Silvio CALABI: OPINIONATED AT ANY SPEED

Volvo V60 T5 AWD Cross Country

Thu, 09/24/2020 - 8:30am

When you drive a Volvo, no one ever asks, “How fast is it?” or “How much horsepower has this got?” 

It isn’t that no one cares; it’s that we care about different things in Volvos. The usual questions are, “Is it as comfortable as it looks?” and “Do you feel safe in it?” And finally, “How does it drive?”

So the answers, then, are: Yes, yes and very well. Over the five decades that I’ve known Volvos, they and the upper-end Germans have steadily converged in design, attention to detail, features and, to a lesser extent, price ($56,990, in this case). Where a Volvo Cross Country (AWD wagon) once slotted midway between a Subaru Outback and an Audi Allroad, now the Volvo parks right alongside the Audi at the yacht club. 

But it wouldn’t be a Volvo without some Swedish quirks. The starter switch is a knob that needs twisting, not a button to push. Accessing the computer menus means finger-swiping left or right on the screen—there’s no joystick or dial. The drive-mode selector is an odd little cylinder that has to be pushed first and then rolled. And when a modern Volvo comes to a stop, the transmission (8-speed automatic, not that anyone asked) locks the wheels; there’s no need to keep a foot on the brake. Then, to roll forward, we have to nudge the accelerator. 

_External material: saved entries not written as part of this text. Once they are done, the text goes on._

//! Ledger entries.
//!
//! A `Transaction` is one income or expense record of a user against an
//! account. Its amount is always a positive magnitude; the direction is
//! carried by [`TransactionKind`].

use std::collections::BTreeSet;

use chrono::{DateTime, NaiveDate, Utc};
use sea_orm::{
    ActiveValue, Condition,
    entity::prelude::*,
    sea_query::{Expr, SimpleExpr},
};
use serde::{Deserialize, Serialize};
use unicode_normalization::UnicodeNormalization;

use crate::{EngineError, ResultEngine, versioned::VersionedRecord};

#[derive(Clone, Copy, Debug, PartialEq, Eq, Hash, Serialize, Deserialize)]
#[serde(rename_all = "snake_case")]
pub enum TransactionKind {
    Income,
    Expense,
}

impl TransactionKind {
    pub fn as_str(self) -> &'static str {
        match self {
            Self::Income => "income",
            Self::Expense => "expense",
        }
    }
}

impl TryFrom<&str> for TransactionKind {
    type Error = EngineError;

    fn try_from(value: &str) -> Result<Self, Self::Error> {
        match value.trim() {
            "income" => Ok(Self::Income),
            "expense" => Ok(Self::Expense),
            other => Err(EngineError::InvalidInput(format!(
                "invalid transaction kind: {other}"
            ))),
        }
    }
}

#[derive(Clone, Debug, PartialEq, Eq, Serialize, Deserialize)]
pub struct Transaction {
    pub id: i64,
    pub user_id: i64,
    pub account_id: i64,
    pub kind: TransactionKind,
    pub title: String,
    pub description: Option<String>,
    pub tags: BTreeSet<String>,
    pub amount_minor: i64,
    pub payday: NaiveDate,
    pub created_at: DateTime<Utc>,
    pub version: i32,
}

impl Transaction {
    /// Normalizes the editable text fields and checks the amount.
    ///
    /// Called before every write so stored rows never carry untrimmed titles,
    /// empty descriptions or non-canonical tags.
    pub(crate) fn normalize(&mut self) -> ResultEngine<()> {
        ensure_positive(self.amount_minor)?;
        self.title = normalize_title(&self.title)?;
        self.description = normalize_optional_text(self.description.as_deref());
        self.tags = normalize_tags(std::mem::take(&mut self.tags));
        Ok(())
    }
}

pub(crate) fn ensure_positive(amount_minor: i64) -> ResultEngine<()> {
    if amount_minor <= 0 {
        return Err(EngineError::InvalidAmount(
            "amount_minor must be > 0".to_string(),
        ));
    }
    Ok(())
}

pub(crate) fn normalize_title(value: &str) -> ResultEngine<String> {
    let trimmed = value.trim();
    if trimmed.is_empty() {
        return Err(EngineError::InvalidInput(
            "title must not be empty".to_string(),
        ));
    }
    Ok(trimmed.to_string())
}

pub(crate) fn normalize_optional_text(value: Option<&str>) -> Option<String> {
    value
        .map(str::trim)
        .filter(|s| !s.is_empty())
        .map(ToString::to_string)
}

/// Canonical form of a tag: NFC, trimmed, lowercased. Empty tags are dropped.
pub(crate) fn normalize_tag(raw: &str) -> Option<String> {
    let tag: String = raw.trim().nfc().collect::<String>().to_lowercase();
    (!tag.is_empty()).then_some(tag)
}

pub(crate) fn normalize_tags<I, S>(tags: I) -> BTreeSet<String>
where
    I: IntoIterator<Item = S>,
    S: AsRef<str>,
{
    tags.into_iter()
        .filter_map(|tag| normalize_tag(tag.as_ref()))
        .collect()
}

fn encode_tags(tags: &BTreeSet<String>) -> String {
    // A set of strings always serializes.
    serde_json::to_string(tags).unwrap_or_else(|_| "[]".to_string())
}

fn decode_tags(raw: &str) -> ResultEngine<BTreeSet<String>> {
    serde_json::from_str(raw)
        .map_err(|_| EngineError::InvalidInput(format!("invalid stored tags: {raw}")))
}

#[derive(Clone, Debug, PartialEq, Eq, DeriveEntityModel)]
#[sea_orm(table_name = "transactions")]
pub struct Model {
    #[sea_orm(primary_key)]
    pub id: i64,
    pub user_id: i64,
    pub account_id: i64,
    pub kind: String,
    pub title: String,
    pub description: Option<String>,
    /// JSON array of normalized tags.
    pub tags: String,
    pub amount_minor: i64,
    pub payday: Date,
    pub created_at: DateTimeUtc,
    pub version: i32,
}

#[derive(Copy, Clone, Debug, EnumIter, DeriveRelation)]
pub enum Relation {
    #[sea_orm(
        belongs_to = "super::accounts::Entity",
        from = "Column::AccountId",
        to = "super::accounts::Column::Id",
        on_update = "NoAction",
        on_delete = "Cascade"
    )]
    Accounts,
}

impl Related<super::accounts::Entity> for Entity {
    fn to() -> RelationDef {
        Relation::Accounts.def()
    }
}

impl ActiveModelBehavior for ActiveModel {}

impl From<&Transaction> for ActiveModel {
    fn from(tx: &Transaction) -> Self {
        Self {
            id: ActiveValue::NotSet,
            user_id: ActiveValue::Set(tx.user_id),
            account_id: ActiveValue::Set(tx.account_id),
            kind: ActiveValue::Set(tx.kind.as_str().to_string()),
            title: ActiveValue::Set(tx.title.clone()),
            description: ActiveValue::Set(tx.description.clone()),
            tags: ActiveValue::Set(encode_tags(&tx.tags)),
            amount_minor: ActiveValue::Set(tx.amount_minor),
            payday: ActiveValue::Set(tx.payday),
            created_at: ActiveValue::Set(tx.created_at),
            version: ActiveValue::Set(tx.version),
        }
    }
}

impl TryFrom<Model> for Transaction {
    type Error = EngineError;

    fn try_from(model: Model) -> Result<Self, Self::Error> {
        Ok(Self {
            id: model.id,
            user_id: model.user_id,
            account_id: model.account_id,
            kind: TransactionKind::try_from(model.kind.as_str())?,
            title: model.title,
            description: model.description,
            tags: decode_tags(&model.tags)?,
            amount_minor: model.amount_minor,
            payday: model.payday,
            created_at: model.created_at,
            version: model.version,
        })
    }
}

impl VersionedRecord for Transaction {
    type Entity = Entity;
    const LABEL: &'static str = "transaction";

    fn version(&self) -> i32 {
        self.version
    }

    fn set_version(&mut self, version: i32) {
        self.version = version;
    }

    fn key(&self) -> Condition {
        Condition::all().add(Column::Id.eq(self.id))
    }

    fn version_column() -> Column {
        Column::Version
    }

    fn assignments(&self) -> Vec<(Column, SimpleExpr)> {
        vec![
            (Column::Kind, Expr::value(self.kind.as_str())),
            (Column::Title, Expr::value(self.title.clone())),
            (Column::Description, Expr::value(self.description.clone())),
            (Column::Tags, Expr::value(encode_tags(&self.tags))),
            (Column::AmountMinor, Expr::value(self.amount_minor)),
            (Column::Payday, Expr::value(self.payday)),
        ]
    }
}

#[cfg(test)]
mod tests {
    use super::*;

    #[test]
    fn tags_are_normalized_into_a_set() {
        let tags = normalize_tags(["  Food ", "food", "", "Cafe\u{301}", "café"]);
        let expected: BTreeSet<String> = ["café", "food"].into_iter().map(String::from).collect();
        assert_eq!(tags, expected);
    }

    #[test]
    fn tags_roundtrip_through_storage_encoding() {
        let tags = normalize_tags(["rent", "home"]);
        assert_eq!(encode_tags(&tags), r#"["home","rent"]"#);
        assert_eq!(decode_tags(r#"["home","rent"]"#).unwrap(), tags);
        assert!(decode_tags("home,rent").is_err());
    }

    #[test]
    fn kind_parses_only_known_values() {
        assert_eq!(
            TransactionKind::try_from("income").unwrap(),
            TransactionKind::Income
        );
        assert!(TransactionKind::try_from("transfer").is_err());
    }
}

That’s a safety thing, just like the immovable headrests on the front seats. Volvo knows that most of us raise our headrests way too far (which weakens them in a whiplash accident), so they’re fixed in place. And these high-back seats fit right into the T60’s graceful Scandinavian Moderne esthetic.

I’ve always written that Volvos can be driven fast, but not hard—meaning that they’re super-smooth cruisers, not testosterone-soaked, high-g force beasts. This sums up the mid-size T60 “estate” (wagon) perfectly.

Silvio Calabi has been reviewing cars since Ronald Reagan removed the solar panels from the White House. He lives in Camden.